> _PROVIDED MATERIAL_
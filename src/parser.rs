// Copyright 2024 the rans developers.
//
// Licensed under the Apache License, Version 2.0 <LICENSE-APACHE or
// http://www.apache.org/licenses/LICENSE-2.0> or the MIT license
// <LICENSE-MIT or http://opensource.org/licenses/MIT>, at your
// option. This file may not be copied, modified, or distributed
// except according to those terms.

//! Scanner and recursive-descent parser for the regex dialect.
//!
//! Parsing produces an arena of expression nodes annotated with the
//! Glushkov position attributes `nullable`, `first`, `last` and `follow`.
//! Leaf nodes (literals, `.`, character classes, and the end-of-pattern
//! marker) are the positions of the automaton; `first(root)` seeds the
//! subset construction in the `dfa` module and `follow` drives its
//! transitions.

use bit_set::BitSet;

use crate::error::Error;
use crate::Result;

/// How the regex source itself is decoded. The automaton always runs over
/// raw bytes; in `Utf8` mode a multi-byte character in the pattern becomes
/// a concatenation of its encoded bytes.
#[derive(Clone, Copy, Debug, PartialEq, Eq)]
pub enum Encoding {
    Ascii,
    Utf8,
}

pub(crate) type ExprIdx = usize;

#[derive(Clone, Debug)]
pub(crate) enum ExprKind {
    Literal(u8),
    Dot,
    CharClass(BitSet),
    Concat(ExprIdx, ExprIdx),
    Union(ExprIdx, ExprIdx),
    Star(ExprIdx),
    Plus(ExprIdx),
    Qmark(ExprIdx),
    Eop,
    Epsilon,
}

#[derive(Debug)]
pub(crate) struct Expr {
    pub kind: ExprKind,
    pub nullable: bool,
    pub first: BitSet,
    pub last: BitSet,
}
// Copyright 2024 the rans developers.
//
// Licensed under the Apache License, Version 2.0 <LICENSE-APACHE or
// http://www.apache.org/licenses/LICENSE-2.0> or the MIT license
// <LICENSE-MIT or http://opensource.org/licenses/MIT>, at your
// option. This file may not be copied, modified, or distributed
// except according to those terms.

//! Deterministic automata over the byte alphabet.
//!
//! A [`Dfa`] is built from a parsed expression tree by subset construction
//! over Glushkov positions and then minimized. State 0 is the start state;
//! a transition that does not exist is the [`REJECT`] sentinel.

mod minimizer;

use bit_set::BitSet;
use std::collections::{HashMap, HashSet, VecDeque};
use std::fmt::{self, Debug, Formatter};

use crate::parser::{self, Encoding, ExprKind, ExprTree};
use crate::Result;

pub type StateIdx = usize;

/// Transition target meaning "no transition".
pub const REJECT: StateIdx = StateIdx::MAX;

/// The start state of every `Dfa`.
pub const START: StateIdx = 0;

#[derive(Clone)]
pub struct State {
    transitions: [StateIdx; 256],
    accept: bool,
}

impl State {
    fn new(accept: bool) -> State {
        State {
            transitions: [REJECT; 256],
            accept,
        }
    }
}

#[derive(Clone)]
pub struct Dfa {
    states: Vec<State>,
}

impl Dfa {
    /// Compiles a regex into its minimal DFA.
    pub fn from_regex(regex: &str, encoding: Encoding) -> Result<Dfa> {
        let tree = parser::parse(regex, encoding)?;
        Ok(Dfa::determinize(&tree).minimize())
    }

    /// Returns the number of states.
    pub fn num_states(&self) -> usize {
        self.states.len()
    }

    pub fn is_accepting(&self, state: StateIdx) -> bool {
        state != REJECT && self.states[state].accept
    }

    /// The target of the transition out of `state` on byte `c`, or
    /// `REJECT`.
    pub fn transition(&self, state: StateIdx, c: u8) -> StateIdx {
        self.states[state].transitions[c as usize]
    }

    /// Runs the whole string through the automaton.
    pub fn accepts(&self, text: &[u8]) -> bool {
        let mut state = START;
        for &b in text {
            state = self.transition(state, b);
            if state == REJECT {
                return false;
            }
        }
        self.is_accepting(state)
    }

    /// Returns an equivalent DFA with a minimal number of states.
    ///
    /// Uses the table-filling (distinguishable pairs) algorithm; state
    /// numbering of the result is deterministic, so minimizing a minimal
    /// DFA reproduces it exactly.
    pub fn minimize(&self) -> Dfa {
        minimizer::minimize(self)
    }

    fn add_state(&mut self, accept: bool) -> StateIdx {
        self.states.push(State::new(accept));
        self.states.len() - 1
    }

    /// Subset construction over the positions of the expression tree.
    ///
    /// Subsets are discovered breadth-first with bytes scanned in
    /// ascending order, which makes the state numbering deterministic.
    fn determinize(tree: &ExprTree) -> Dfa {
        let mut dfa = Dfa { states: Vec::new() };
        let mut state_map = HashMap::<BitSet, StateIdx>::new();
        let mut queue = VecDeque::<BitSet>::new();

        let start = tree.first(tree.root()).clone();
        dfa.add_state(tree.contains_eop(&start));
        state_map.insert(start.clone(), START);
        queue.push_back(start);

        while let Some(subset) = queue.pop_front() {
            let idx = state_map[&subset];
            let mut transitions = vec![BitSet::with_capacity(tree.len()); 256];

            for p in subset.iter() {
                match tree.kind(p) {
                    ExprKind::Eop => {}
                    ExprKind::Literal(b) => {
                        transitions[*b as usize].union_with(tree.follow(p));
                    }
                    ExprKind::Dot => {
                        for t in transitions.iter_mut() {
                            t.union_with(tree.follow(p));
                        }
                    }
                    ExprKind::CharClass(mask) => {
                        for c in mask.iter() {
                            transitions[c].union_with(tree.follow(p));
                        }
                    }
                    other => unreachable!("position {} is not a leaf: {:?}", p, other),
                }
            }

            for (c, next) in transitions.into_iter().enumerate() {
                if next.is_empty() {
                    continue;
                }
                let target = if state_map.contains_key(&next) {
                    state_map[&next]
                } else {
                    let t = dfa.add_state(tree.contains_eop(&next));
                    state_map.insert(next.clone(), t);
                    queue.push_back(next);
                    t
                };
                dfa.states[idx].transitions[c] = target;
            }
        }

        dfa
    }
}

/// Language equivalence, not structural equality: two automata are equal
/// iff a synchronous walk from the start states never disagrees on
/// acceptance and never pairs a transition with a missing one.
impl PartialEq for Dfa {
    fn eq(&self, other: &Dfa) -> bool {
        if self.states.is_empty() || other.states.is_empty() {
            return self.states.is_empty() == other.states.is_empty();
        }

        let mut seen = HashSet::new();
        let mut queue = VecDeque::new();
        seen.insert((START, START));
        queue.push_back((START, START));

        while let Some((s1, s2)) = queue.pop_front() {
            if self.states[s1].accept != other.states[s2].accept {
                return false;
            }
            for c in 0..256 {
                let n1 = self.states[s1].transitions[c];
                let n2 = other.states[s2].transitions[c];
                if n1 == REJECT && n2 == REJECT {
                    continue;
                }
                if n1 == REJECT || n2 == REJECT {
                    return false;
                }
                if seen.insert((n1, n2)) {
                    queue.push_back((n1, n2));
                }
            }
        }

        true
    }
}

impl Eq for Dfa {}

impl Debug for Dfa {
    fn fmt(&self, f: &mut Formatter) -> fmt::Result {
        f.write_fmt(format_args!("Dfa ({} states):\n", self.states.len()))?;

        for (st_idx, st) in self.states.iter().enumerate().take(40) {
            f.write_fmt(format_args!(
                "\tState {} (accepting: {}):\n",
                st_idx, st.accept
            ))?;

            // Cap it at 5 transitions, since it gets unreadable otherwise.
            let mut shown = 0;
            for (c, &target) in st.transitions.iter().enumerate() {
                if target == REJECT {
                    continue;
                }
                if shown == 5 {
                    f.write_str("\t\t...\n")?;
                    break;
                }
                f.write_fmt(format_args!("\t\t{:#04x} => {}\n", c, target))?;
                shown += 1;
            }
        }
        if self.states.len() > 40 {
            f.write_fmt(format_args!(
                "\t...({} more states)\n",
                self.states.len() - 40
            ))?;
        }
        Ok(())
    }
}

#[cfg(test)]
pub mod tests {
    use super::*;
    use crate::parser;

    pub fn make_dfa(re: &str) -> Dfa {
        Dfa::from_regex(re, Encoding::Ascii).unwrap()
    }

    fn make_unminimized(re: &str) -> Dfa {
        let tree = parser::parse(re, Encoding::Ascii).unwrap();
        Dfa::determinize(&tree)
    }

    #[test]
    fn empty_regex_accepts_only_the_empty_string() {
        let dfa = make_dfa("");
        assert_eq!(dfa.num_states(), 1);
        assert!(dfa.accepts(b""));
        assert!(!dfa.accepts(b"a"));
    }

    #[test]
    fn dot_matches_every_byte() {
        let dfa = make_dfa(".");
        for c in 0..=255u8 {
            assert!(dfa.accepts(&[c]));
        }
        assert!(!dfa.accepts(b""));
        assert!(!dfa.accepts(b"ab"));
    }

    #[test]
    fn whole_string_semantics() {
        let dfa = make_dfa("ab*");
        assert!(dfa.accepts(b"a"));
        assert!(dfa.accepts(b"abbb"));
        // No substring matching: a match must span the whole input.
        assert!(!dfa.accepts(b"xabbbz"));
    }

    #[test]
    fn anchors_are_literal_bytes() {
        let dfa = make_dfa("^a$");
        assert!(dfa.accepts(b"^a$"));
        assert!(!dfa.accepts(b"a"));
    }

    #[test]
    fn minimal_sizes() {
        // Known minimal-DFA sizes; the `[ab]*[ac][abc]{k}` family needs
        // 2^(k+2) - 1 states.
        let tests: &[(&str, usize)] = &[
            ("a*", 1),
            ("a", 2),
            ("a|b", 2),
            ("(a|b)*c", 2),
            ("[ab]*[ac][abc]{1}", 7),
            ("[ab]*[ac][abc]{2}", 15),
            ("[ab]*[ac][abc]{3}", 31),
            ("[ab]*[ac][abc]{4}", 63),
        ];
        for &(re, size) in tests {
            assert_eq!(make_dfa(re).num_states(), size, "regex: {}", re);
        }
    }

    #[test]
    fn minimization_preserves_the_language() {
        for re in &["(ab)*", "a*(b*|c*)", "a{2,5}", "(a|b)*abb", "[0-9a-f]+"] {
            let raw = make_unminimized(re);
            let min = raw.minimize();
            assert!(min.num_states() <= raw.num_states());
            assert_eq!(raw, min, "regex: {}", re);
        }
    }

    #[test]
    fn minimization_is_idempotent() {
        for re in &["(ab)*", "a*b*|a*c*", "[ab]*[ac][abc]{2}"] {
            let min = make_dfa(re);
            let twice = min.minimize();
            assert_eq!(twice.num_states(), min.num_states());
            assert_eq!(twice, min);
        }
    }

    #[test]
    fn equivalence_is_modulo_renaming() {
        // Same language through different expressions.
        assert_eq!(make_dfa("(a|aa)*"), make_dfa("a*"));
        assert_eq!(make_dfa("a{0,}"), make_dfa("a*"));
        assert_ne!(make_dfa("a+"), make_dfa("a*"));
        assert_ne!(make_dfa("ab"), make_dfa("ba"));
    }

    #[test]
    fn utf8_mode_builds_byte_transitions() {
        let dfa = Dfa::from_regex("あ*", Encoding::Utf8).unwrap();
        assert!(dfa.accepts("".as_bytes()));
        assert!(dfa.accepts("あ".as_bytes()));
        assert!(dfa.accepts("ああ".as_bytes()));
        assert!(!dfa.accepts(&[0xE3, 0x81]));
    }

    #[test]
    fn rejects_immediately_on_dead_byte() {
        let dfa = make_dfa("abc");
        assert!(!dfa.accepts(b"zbc"));
        assert!(!dfa.accepts(b"abz"));
        assert!(!dfa.accepts(b"ab"));
        assert!(!dfa.accepts(b"abcd"));
    }
}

> _EXERCISE_
Repeat the entries above verbatim, but only from the line that has "a missing one." down to the line that has "let n1 = self.states[s1].transitions[c];", inclusive.

> _EXERCISE SOLUTION_
/// acceptance and never pairs a transition with a missing one.
impl PartialEq for Dfa {
    fn eq(&self, other: &Dfa) -> bool {
        if self.states.is_empty() || other.states.is_empty() {
            return self.states.is_empty() == other.states.is_empty();
        }

        let mut seen = HashSet::new();
        let mut queue = VecDeque::new();
        seen.insert((START, START));
        queue.push_back((START, START));

        while let Some((s1, s2)) = queue.pop_front() {
            if self.states[s1].accept != other.states[s2].accept {
                return false;
            }
            for c in 0..256 {
                let n1 = self.states[s1].transitions[c];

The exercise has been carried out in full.